They pulled up to the cabin just as dusk fell, finding parking-spots on either side of the structure. “Come on!” Chris shouted as Nathan opened the back of the Explorer. “Let’s get this crap unloaded before dark.”
Josiah picked up a cooler and caught up to Chris on the porch. “Ezra’s still sleeping?” Sanchez queried.
Chris nodded. “Had a rough time on this one. Spends too much time with bad company.”
“Lord, that boy works himself too hard,” Josiah muttered as he hefted the heavy, beer-laden chest. “Missed him. Hope he can get some rest this weekend.”
”Not much.” Chris chuckled as he wrestled a box of snacks through the doorway. “We’ll take care of him. Has he moved at all?”
“A bit,” Josiah responded with a smirk. “Just long enough to abandon us. He behave for you?”

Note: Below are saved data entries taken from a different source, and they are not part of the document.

#[debug_handler]
async fn list_comments(
    State(state): State<AppState>,
    Path(id): Path<Uuid>,
) -> Result<impl IntoResponse, AppError> {
    state
        .repos
        .posts
        .find_by_id(id)
        .await?
        .ok_or(AppError::External(StatusCode::NOT_FOUND, "Post not found"))?;

    let comments = state.repos.comments.list_for_post(id).await?;
    let views: Vec<CommentView> = comments.into_iter().map(CommentView::from).collect();

    Ok(Json(views))
}

#[cfg(test)]
mod tests {
    use super::*;
    use crate::models::CommentWithAuthor;
    use crate::repos::{
        AwardReceipt, MockBanRepo, MockCommentRepo, MockPostRepo, MockRateLimitRepo, MockXpRepo,
    };
    use crate::stores::MockCommentGapStore;
    use crate::test_utils::{TestStateBuilder, mock_ban, mock_comment, mock_member, mock_post};
    use http_body_util::BodyExt;

    async fn response_json(response: axum::response::Response) -> serde_json::Value {
        let bytes = response.into_body().collect().await.unwrap().to_bytes();
        serde_json::from_slice(&bytes).unwrap()
    }

    fn valid_payload() -> CreateCommentPayload {
        CreateCommentPayload {
            body: "Nice write-up.".into(),
            guest_name: None,
        }
    }

    fn guest_ip() -> ClientIp {
        ClientIp("203.0.113.9".into())
    }

    fn post_repo_returning(post: crate::models::Post) -> MockPostRepo {
        let mut post_repo = MockPostRepo::new();
        post_repo
            .expect_find_by_id()
            .returning(move |_| Ok(Some(post.clone())));
        post_repo
    }

    #[tokio::test]
    async fn guest_comment_on_unknown_post_is_not_found() {
        let mut post_repo = MockPostRepo::new();
        post_repo.expect_find_by_id().returning(|_| Ok(None));

        let state = TestStateBuilder::new().with_post_repo(post_repo).build();

        let result = create_comment(
            MaybeUser(None),
            guest_ip(),
            State(state),
            Path(Uuid::new_v4()),
            Json(valid_payload()),
        )
        .await;

        let Err(AppError::External(status, _)) = result else {
            panic!("Expected external error");
        };
        assert_eq!(status, StatusCode::NOT_FOUND);
    }

    #[tokio::test]
    async fn banned_guest_cannot_comment() {
        let post = mock_post(Uuid::new_v4());
        let post_id = post.id;

        let mut ban_repo = MockBanRepo::new();
        ban_repo
            .expect_governing_for_ip()
            .returning(|_, _, _| Ok(Some(mock_ban(Uuid::new_v4(), BanScope::Comment))));

        let state = TestStateBuilder::new()
            .with_post_repo(post_repo_returning(post))
            .with_ban_repo(ban_repo)
            .build();

        let result = create_comment(
            MaybeUser(None),
            guest_ip(),
            State(state),
            Path(post_id),
            Json(valid_payload()),
        )
        .await;

        let Err(AppError::External(status, _)) = result else {
            panic!("Expected external error");
        };
        assert_eq!(status, StatusCode::FORBIDDEN);
    }

    #[tokio::test]
    async fn guest_commenting_too_quickly_is_rejected() {
        let post = mock_post(Uuid::new_v4());
        let post_id = post.id;

        let mut ban_repo = MockBanRepo::new();
        ban_repo
            .expect_governing_for_ip()
            .returning(|_, _, _| Ok(None));

        let mut rate_limit_repo = MockRateLimitRepo::new();
        rate_limit_repo
            .expect_admit()
            .returning(|_, _| Ok(AdmitOutcome::TooFrequent));

        let state = TestStateBuilder::new()
            .with_post_repo(post_repo_returning(post))
            .with_ban_repo(ban_repo)
            .with_rate_limit_repo(rate_limit_repo)
            .build();

        let result = create_comment(
            MaybeUser(None),
            guest_ip(),
            State(state),
            Path(post_id),
            Json(valid_payload()),
        )
        .await;

        let Err(AppError::External(status, message)) = result else {
            panic!("Expected external error");
        };
        assert_eq!(status, StatusCode::TOO_MANY_REQUESTS);
        assert_eq!(message, "You are commenting too quickly");
    }

    #[tokio::test]
    async fn guest_over_daily_quota_is_rejected() {
        let post = mock_post(Uuid::new_v4());
        let post_id = post.id;

        let mut ban_repo = MockBanRepo::new();
        ban_repo
            .expect_governing_for_ip()
            .returning(|_, _, _| Ok(None));

        let mut rate_limit_repo = MockRateLimitRepo::new();
        rate_limit_repo
            .expect_admit()
            .returning(|_, _| Ok(AdmitOutcome::DailyCapReached));

        let state = TestStateBuilder::new()
            .with_post_repo(post_repo_returning(post))
            .with_ban_repo(ban_repo)
            .with_rate_limit_repo(rate_limit_repo)
            .build();

        let result = create_comment(
            MaybeUser(None),
            guest_ip(),
            State(state),
            Path(post_id),
            Json(valid_payload()),
        )
        .await;

        let Err(AppError::External(status, message)) = result else {
            panic!("Expected external error");
        };
        assert_eq!(status, StatusCode::TOO_MANY_REQUESTS);
        assert_eq!(message, "Daily comment limit reached");
    }

    #[tokio::test]
    async fn admitted_guest_comment_earns_no_xp() {
        let post = mock_post(Uuid::new_v4());
        let post_id = post.id;
        let comment = mock_comment(post_id, None);
        let comment_id = comment.id;

        let mut ban_repo = MockBanRepo::new();
        ban_repo
            .expect_governing_for_ip()
            .returning(|_, _, _| Ok(None));

        let mut rate_limit_repo = MockRateLimitRepo::new();
        rate_limit_repo
            .expect_admit()
            .returning(|_, _| Ok(AdmitOutcome::Allowed));

        let mut comment_repo = MockCommentRepo::new();
        comment_repo
            .expect_create_for_guest()
            .returning(move |_, _, _, _| Ok(comment.clone()));

        // No award expectation on the XP repo: a call would panic.
        let state = TestStateBuilder::new()
            .with_post_repo(post_repo_returning(post))
            .with_ban_repo(ban_repo)
            .with_rate_limit_repo(rate_limit_repo)
            .with_comment_repo(comment_repo)
            .with_xp_repo(MockXpRepo::new())
            .build();

        let response = create_comment(
            MaybeUser(None),
            guest_ip(),
            State(state),
            Path(post_id),
            Json(valid_payload()),
        )
        .await
        .unwrap()
        .into_response();

        assert_eq!(response.status(), StatusCode::CREATED);
        let body = response_json(response).await;
        assert_eq!(body["id"], comment_id.to_string());
    }

    #[tokio::test]
    async fn banned_member_cannot_comment() {
        let member = mock_member("reader@example.com");
        let member_id = member.id;
        let post = mock_post(Uuid::new_v4());
        let post_id = post.id;

        let mut ban_repo = MockBanRepo::new();
        ban_repo
            .expect_governing_for_user()
            .returning(move |_, _, _| Ok(Some(mock_ban(member_id, BanScope::Comment))));

        // The gap store carries no expectations, so consuming the gap
        // after a ban rejection would panic.
        let state = TestStateBuilder::new()
            .with_post_repo(post_repo_returning(post))
            .with_ban_repo(ban_repo)
            .with_comment_gap_store(MockCommentGapStore::new())
            .build();

        let result = create_comment(
            MaybeUser(Some(member)),
            guest_ip(),
            State(state),
            Path(post_id),
            Json(valid_payload()),
        )
        .await;

        let Err(AppError::External(status, _)) = result else {
            panic!("Expected external error");
        };
        assert_eq!(status, StatusCode::FORBIDDEN);
    }

    #[tokio::test]
    async fn member_commenting_too_quickly_is_rejected() {
        let member = mock_member("reader@example.com");
        let post = mock_post(Uuid::new_v4());
        let post_id = post.id;

        let mut ban_repo = MockBanRepo::new();
        ban_repo
            .expect_governing_for_user()
            .returning(|_, _, _| Ok(None));

        let mut gap_store = MockCommentGapStore::new();
        gap_store.expect_try_acquire().returning(|_| Ok(false));

        let state = TestStateBuilder::new()
            .with_post_repo(post_repo_returning(post))
            .with_ban_repo(ban_repo)
            .with_comment_gap_store(gap_store)
            .build();

        let result = create_comment(
            MaybeUser(Some(member)),
            guest_ip(),
            State(state),
            Path(post_id),
            Json(valid_payload()),
        )
        .await;

        let Err(AppError::External(status, message)) = result else {
            panic!("Expected external error");
        };
        assert_eq!(status, StatusCode::TOO_MANY_REQUESTS);
        assert_eq!(message, "You are commenting too quickly");
    }

    #[tokio::test]
    async fn member_comment_pays_the_commenter() {
        let member = mock_member("reader@example.com");
        let member_id = member.id;
        let post = mock_post(Uuid::new_v4());
        let post_id = post.id;
        let comment = mock_comment(post_id, Some(member_id));

        let mut ban_repo = MockBanRepo::new();
        ban_repo
            .expect_governing_for_user()
            .returning(|_, _, _| Ok(None));

        let mut gap_store = MockCommentGapStore::new();
        gap_store.expect_try_acquire().returning(|_| Ok(true));

        let mut comment_repo = MockCommentRepo::new();
        comment_repo
            .expect_create_for_user()
            .returning(move |_, _, _| Ok(comment.clone()));

        let mut xp_repo = MockXpRepo::new();
        xp_repo
            .expect_award()
            .withf(move |id, _, amount, _| *id == member_id && *amount == COMMENT_AWARD)
            .returning(|_, _, amount, _| {
                Ok(AwardReceipt {
                    added: amount,
                    daily_xp: amount,
                    lifetime_xp: amount as i64,
                })
            });

        let state = TestStateBuilder::new()
            .with_post_repo(post_repo_returning(post))
            .with_ban_repo(ban_repo)
            .with_comment_gap_store(gap_store)
            .with_comment_repo(comment_repo)
            .with_xp_repo(xp_repo)
            .build();

        let response = create_comment(
            MaybeUser(Some(member)),
            guest_ip(),
            State(state),
            Path(post_id),
            Json(valid_payload()),
        )
        .await
        .unwrap()
        .into_response();

        assert_eq!(response.status(), StatusCode::CREATED);
    }

    #[tokio::test]
    async fn listing_resolves_display_authors() {
        let post = mock_post(Uuid::new_v4());
        let post_id = post.id;

        let mut comment_repo = MockCommentRepo::new();
        comment_repo.expect_list_for_post().returning(|_| {
            Ok(vec![
                CommentWithAuthor {
                    id: Uuid::new_v4(),
                    author: "reader@example.com".into(),
                    body: "First".into(),
                    created_at: Utc::now(),
                },
                CommentWithAuthor {
                    id: Uuid::new_v4(),
                    author: "anonymous".into(),
                    body: "Second".into(),
                    created_at: Utc::now(),
                },
            ])
        });

        let state = TestStateBuilder::new()
            .with_post_repo(post_repo_returning(post))
            .with_comment_repo(comment_repo)
            .build();

        let response = list_comments(State(state), Path(post_id))
            .await
            .unwrap()
            .into_response();

        assert_eq!(response.status(), StatusCode::OK);
        let body = response_json(response).await;
        assert_eq!(body[0]["author"], "reader@example.com");
        assert_eq!(body[1]["author"], "anonymous");
    }
}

“Behave?” Chris stopped and dropped the box onto the table.
“After he got into the Explorer?” Josiah went on.
“What’re you talkin’ about?” Larabee responded.
“After that fishing-hole,” Josiah returned. Seeing Chris’ confusion, Josiah felt his stomach drop. “He rode up with you after that… didn’t he?” Letting the cooler fall with a crash, Josiah demanded, “Didn’t he?!” Budweisers rolled throughout the kitchen.

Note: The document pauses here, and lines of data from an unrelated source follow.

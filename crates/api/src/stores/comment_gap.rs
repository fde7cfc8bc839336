//! Per-user comment gap enforcement for Redis.
//!
//! Members have no daily comment cap, only a minimum gap between comments.
//! The gap is a single `SET NX` whose TTL is the gap itself: if the key
//! could be set, the previous comment is old enough; if not, one landed
//! too recently. One round trip, and concurrent attempts cannot both win.

use anyhow::Result;
use async_trait::async_trait;
use uuid::Uuid;

/// Store for the per-user comment gap.
#[cfg_attr(test, mockall::automock)]
#[async_trait]
pub trait CommentGapStore: Send + Sync {
    /// Claim the gap slot for a user. Returns false when their previous
    /// comment was too recent.
    async fn try_acquire(&self, user_id: Uuid) -> Result<bool>;
}

/// Redis implementation of CommentGapStore.
#[derive(Clone)]
pub struct RedisCommentGapStore {
    client: redis::Client,
    gap_millis: u64,
}

impl RedisCommentGapStore {
    pub fn new(client: redis::Client, gap_seconds: i64) -> Self {
        Self {
            client,
            gap_millis: gap_seconds.max(0) as u64 * 1_000,
        }
    }

    fn key(user_id: Uuid) -> String {
        format!("comment-gap:{}", user_id)
    }
}

#[async_trait]
impl CommentGapStore for RedisCommentGapStore {
    async fn try_acquire(&self, user_id: Uuid) -> Result<bool> {
        let mut conn = self.client.get_multiplexed_async_connection().await?;

        let claimed: Option<String> = redis::cmd("SET")
            .arg(Self::key(user_id))
            .arg(1)
            .arg("NX")
            .arg("PX")
            .arg(self.gap_millis)
            .query_async(&mut conn)
            .await?;

        Ok(claimed.is_some())
    }
}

“Don’t screw with me, Josiah,” Chris growled. “He’s in your car.”
Josiah groaned and rushed past Buck and JD as they tried to enter. JD, loaded with pillows, was pushed back. A quick shoulder from Buck kept him from hitting the ground.
“What’s wrong?” JD called as Chris, yanking a cell phone from his pocket, dashed after the profiler.
Larabee regarded the phone, and shouted, “Goddamn it!” Looking to the others, he declared, “JD! Buck! Try your cells. Anyone getting a signal?” Why didn’t Standish just stay in the car? Why didn’t he say anything? How the hell did this happen?
Buck dropped his armload of sleeping bags to the porch and pulled a phone from his pocket.
“What’s wrong?” JD asked as he checked his phone, frowning to find no bars on his display.
“Ezra,” Chris sighed. “…we left him.” Son-of-a-bitch! Son-of-a-bitch! Goddamn him and Josiah, too.
JD responded without confidence, “He’s in your car.”
Vin, coming out of the cabin, looked at JD skeptically. “He’s been with you the whole time.”
Josiah leaned his head against the Explorer, and as he gazed into its empty interior. A sullen rain started to fall. Sanchez lifted his gaze to the darkening sky, before returning his face to the window. “Oh God,” he whispered to the pane, fogging it. “What have I done?”
Ezra kept expecting the cars to appear. They’d realize their mistake at
any moment and come racing back. They’d be cursing and ordering him into
the nearest seat, annoyed with him. No one came. He shoved his hands
into his pockets and sighed. He should’ve found a phone by now.
As night fell, a chilling rain joined it. Perfect, Ezra thought. On the dark, unlit road, he’d tripped more than once. Swearing and brushing uselessly at his muddy knees, he’d gotten up and continued onward. Stupid, he told himself. You’re so damn stupid. How could you let a thing like this happen?
Alone. He was alone again. It hurt. The abandonment was worse than the wet and the cold. God, how he hated his weakness. They’d just driven away without looking for him. He hadn’t mattered.
He was used to taking care of himself. They were used to being without him – he was gone so much of the time, they probably functioned better that way. Why had he relied on them? He should’ve had the aforethought to keep his possessions with him. He shouldn’t have trusted them to look for him – to notice he was gone – to wait for him. He shouldn’t have trusted them at all. Bastards!
Finally, soaked to the skin and sniffling, Ezra sighted a light in the distance. Hope! He quickened his pace. A lonely building appeared before him, a roadside tavern.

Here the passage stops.